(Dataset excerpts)
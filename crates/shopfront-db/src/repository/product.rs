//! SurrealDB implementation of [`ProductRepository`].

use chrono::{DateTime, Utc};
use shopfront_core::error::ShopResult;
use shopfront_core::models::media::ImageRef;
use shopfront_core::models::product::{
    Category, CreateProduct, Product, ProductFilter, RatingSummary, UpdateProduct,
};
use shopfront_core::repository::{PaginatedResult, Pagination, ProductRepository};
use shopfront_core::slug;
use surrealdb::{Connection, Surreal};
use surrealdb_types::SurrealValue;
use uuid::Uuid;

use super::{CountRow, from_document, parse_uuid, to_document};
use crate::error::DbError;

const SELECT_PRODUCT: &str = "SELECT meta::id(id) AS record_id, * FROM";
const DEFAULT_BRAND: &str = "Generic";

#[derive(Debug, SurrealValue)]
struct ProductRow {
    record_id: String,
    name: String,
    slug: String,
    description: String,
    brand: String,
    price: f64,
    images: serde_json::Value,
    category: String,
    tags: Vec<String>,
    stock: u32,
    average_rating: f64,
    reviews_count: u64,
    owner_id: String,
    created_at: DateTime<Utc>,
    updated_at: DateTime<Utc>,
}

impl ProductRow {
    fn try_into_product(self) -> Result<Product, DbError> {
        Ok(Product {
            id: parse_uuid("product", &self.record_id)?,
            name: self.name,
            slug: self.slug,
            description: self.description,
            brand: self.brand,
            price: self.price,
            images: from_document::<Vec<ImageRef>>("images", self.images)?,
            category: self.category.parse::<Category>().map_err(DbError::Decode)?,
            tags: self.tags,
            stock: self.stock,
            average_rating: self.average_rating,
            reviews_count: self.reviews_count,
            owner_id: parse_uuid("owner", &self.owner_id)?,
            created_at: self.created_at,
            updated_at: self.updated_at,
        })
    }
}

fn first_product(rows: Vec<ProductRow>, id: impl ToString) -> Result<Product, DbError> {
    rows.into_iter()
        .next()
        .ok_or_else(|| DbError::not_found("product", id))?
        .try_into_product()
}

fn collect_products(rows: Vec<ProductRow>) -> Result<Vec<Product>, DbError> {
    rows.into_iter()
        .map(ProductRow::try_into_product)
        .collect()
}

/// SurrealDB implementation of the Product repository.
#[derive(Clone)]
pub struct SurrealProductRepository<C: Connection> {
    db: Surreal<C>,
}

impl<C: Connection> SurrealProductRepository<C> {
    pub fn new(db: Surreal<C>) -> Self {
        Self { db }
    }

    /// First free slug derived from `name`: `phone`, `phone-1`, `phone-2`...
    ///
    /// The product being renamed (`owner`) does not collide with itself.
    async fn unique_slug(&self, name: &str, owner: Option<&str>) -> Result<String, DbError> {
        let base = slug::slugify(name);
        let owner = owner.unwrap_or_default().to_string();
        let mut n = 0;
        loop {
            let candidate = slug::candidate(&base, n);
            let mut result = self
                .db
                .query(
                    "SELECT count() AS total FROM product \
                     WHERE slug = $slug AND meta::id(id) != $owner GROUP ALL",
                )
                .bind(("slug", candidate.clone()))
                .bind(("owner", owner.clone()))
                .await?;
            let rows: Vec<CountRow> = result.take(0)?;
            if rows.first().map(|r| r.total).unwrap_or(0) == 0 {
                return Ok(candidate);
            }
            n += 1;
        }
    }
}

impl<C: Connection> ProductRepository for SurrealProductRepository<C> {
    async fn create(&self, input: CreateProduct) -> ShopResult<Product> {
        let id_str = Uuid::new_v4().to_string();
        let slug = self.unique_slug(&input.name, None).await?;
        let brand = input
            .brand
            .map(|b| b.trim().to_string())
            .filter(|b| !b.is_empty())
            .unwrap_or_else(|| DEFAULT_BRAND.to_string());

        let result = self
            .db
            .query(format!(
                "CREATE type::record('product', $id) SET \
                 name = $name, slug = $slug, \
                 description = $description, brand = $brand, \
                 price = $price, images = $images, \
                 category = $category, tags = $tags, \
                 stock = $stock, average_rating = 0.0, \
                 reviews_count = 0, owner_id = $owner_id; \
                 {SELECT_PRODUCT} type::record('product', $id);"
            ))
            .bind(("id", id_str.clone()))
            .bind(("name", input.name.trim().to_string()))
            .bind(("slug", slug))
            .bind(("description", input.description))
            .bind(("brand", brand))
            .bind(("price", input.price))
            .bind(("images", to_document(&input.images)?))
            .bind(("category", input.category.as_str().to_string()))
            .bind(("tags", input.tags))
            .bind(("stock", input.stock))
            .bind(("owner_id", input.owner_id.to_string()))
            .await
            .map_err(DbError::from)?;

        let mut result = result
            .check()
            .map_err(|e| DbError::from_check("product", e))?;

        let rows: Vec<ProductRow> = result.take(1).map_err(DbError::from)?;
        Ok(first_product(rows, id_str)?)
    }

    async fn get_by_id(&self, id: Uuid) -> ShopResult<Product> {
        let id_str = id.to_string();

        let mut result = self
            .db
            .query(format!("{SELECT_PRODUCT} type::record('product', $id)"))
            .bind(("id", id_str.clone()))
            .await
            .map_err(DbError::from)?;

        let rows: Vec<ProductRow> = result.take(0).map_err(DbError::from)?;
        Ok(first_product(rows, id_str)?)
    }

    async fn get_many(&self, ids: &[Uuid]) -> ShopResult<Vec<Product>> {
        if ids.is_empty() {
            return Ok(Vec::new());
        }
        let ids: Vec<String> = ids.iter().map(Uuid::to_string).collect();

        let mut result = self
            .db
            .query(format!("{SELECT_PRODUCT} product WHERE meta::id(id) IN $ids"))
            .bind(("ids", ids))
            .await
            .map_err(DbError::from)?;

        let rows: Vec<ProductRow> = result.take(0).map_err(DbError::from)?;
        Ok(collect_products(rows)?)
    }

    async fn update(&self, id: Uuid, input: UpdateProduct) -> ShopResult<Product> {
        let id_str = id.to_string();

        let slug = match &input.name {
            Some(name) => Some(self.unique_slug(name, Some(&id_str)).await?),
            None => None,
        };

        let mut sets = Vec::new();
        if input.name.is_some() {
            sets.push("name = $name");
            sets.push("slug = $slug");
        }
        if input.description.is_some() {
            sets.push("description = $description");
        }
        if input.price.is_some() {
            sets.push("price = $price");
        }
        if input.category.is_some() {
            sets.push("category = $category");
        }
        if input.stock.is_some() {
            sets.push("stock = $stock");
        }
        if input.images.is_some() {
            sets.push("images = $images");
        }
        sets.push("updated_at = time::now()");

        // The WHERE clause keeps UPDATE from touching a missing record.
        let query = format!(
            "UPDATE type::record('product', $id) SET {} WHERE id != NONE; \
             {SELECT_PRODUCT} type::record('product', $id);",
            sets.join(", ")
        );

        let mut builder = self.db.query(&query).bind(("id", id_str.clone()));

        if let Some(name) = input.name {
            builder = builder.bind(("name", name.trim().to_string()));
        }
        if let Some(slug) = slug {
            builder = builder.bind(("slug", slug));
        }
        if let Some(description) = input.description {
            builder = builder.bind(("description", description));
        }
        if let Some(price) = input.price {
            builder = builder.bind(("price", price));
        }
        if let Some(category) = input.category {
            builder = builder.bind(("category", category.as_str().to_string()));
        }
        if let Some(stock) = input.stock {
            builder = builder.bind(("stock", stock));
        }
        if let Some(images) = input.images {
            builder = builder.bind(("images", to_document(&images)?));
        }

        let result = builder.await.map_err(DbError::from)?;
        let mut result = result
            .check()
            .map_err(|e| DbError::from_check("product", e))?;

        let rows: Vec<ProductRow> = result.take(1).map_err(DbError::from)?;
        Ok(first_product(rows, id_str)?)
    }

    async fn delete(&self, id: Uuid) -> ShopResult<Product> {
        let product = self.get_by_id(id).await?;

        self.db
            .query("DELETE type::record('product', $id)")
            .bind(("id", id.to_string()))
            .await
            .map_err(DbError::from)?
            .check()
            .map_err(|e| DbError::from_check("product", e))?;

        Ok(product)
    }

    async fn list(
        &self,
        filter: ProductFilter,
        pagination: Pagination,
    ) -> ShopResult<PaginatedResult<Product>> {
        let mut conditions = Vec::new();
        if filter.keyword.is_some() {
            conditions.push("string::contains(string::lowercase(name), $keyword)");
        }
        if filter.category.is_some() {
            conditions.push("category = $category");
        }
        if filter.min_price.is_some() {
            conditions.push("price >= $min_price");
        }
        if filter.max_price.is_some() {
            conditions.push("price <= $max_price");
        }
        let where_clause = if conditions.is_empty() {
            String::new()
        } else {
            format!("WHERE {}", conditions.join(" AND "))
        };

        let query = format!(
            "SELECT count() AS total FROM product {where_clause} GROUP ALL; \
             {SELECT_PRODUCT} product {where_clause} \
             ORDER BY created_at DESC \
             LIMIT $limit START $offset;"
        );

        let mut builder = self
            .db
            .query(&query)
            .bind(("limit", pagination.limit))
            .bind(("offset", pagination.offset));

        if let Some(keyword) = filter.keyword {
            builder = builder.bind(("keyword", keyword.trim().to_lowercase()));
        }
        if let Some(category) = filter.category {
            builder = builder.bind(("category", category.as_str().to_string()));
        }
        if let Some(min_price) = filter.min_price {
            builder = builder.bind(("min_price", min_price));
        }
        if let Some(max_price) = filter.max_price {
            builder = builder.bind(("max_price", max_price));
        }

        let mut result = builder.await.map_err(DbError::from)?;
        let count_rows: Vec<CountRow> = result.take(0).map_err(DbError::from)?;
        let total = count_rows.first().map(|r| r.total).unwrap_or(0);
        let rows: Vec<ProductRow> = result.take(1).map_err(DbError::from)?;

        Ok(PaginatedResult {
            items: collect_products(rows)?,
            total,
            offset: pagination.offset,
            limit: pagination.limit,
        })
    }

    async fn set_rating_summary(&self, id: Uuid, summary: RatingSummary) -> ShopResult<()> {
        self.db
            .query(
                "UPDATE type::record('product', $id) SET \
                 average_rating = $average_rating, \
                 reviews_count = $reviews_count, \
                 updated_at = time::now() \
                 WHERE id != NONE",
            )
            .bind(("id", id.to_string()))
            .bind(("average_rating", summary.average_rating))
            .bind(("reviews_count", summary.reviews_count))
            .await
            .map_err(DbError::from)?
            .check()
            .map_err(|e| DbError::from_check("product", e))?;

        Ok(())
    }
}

* What you will do *
What is wanted is every line from the first line of the entries through the line that contains "use uuid::Uuid;", given again exactly.

* Solution below *
filename crates/shopfront-db/src/repository/product.rs
//! SurrealDB implementation of [`ProductRepository`].

use chrono::{DateTime, Utc};
use shopfront_core::error::ShopResult;
use shopfront_core::models::media::ImageRef;
use shopfront_core::models::product::{
    Category, CreateProduct, Product, ProductFilter, RatingSummary, UpdateProduct,
};
use shopfront_core::repository::{PaginatedResult, Pagination, ProductRepository};
use shopfront_core::slug;
use surrealdb::{Connection, Surreal};
use surrealdb_types::SurrealValue;
use uuid::Uuid;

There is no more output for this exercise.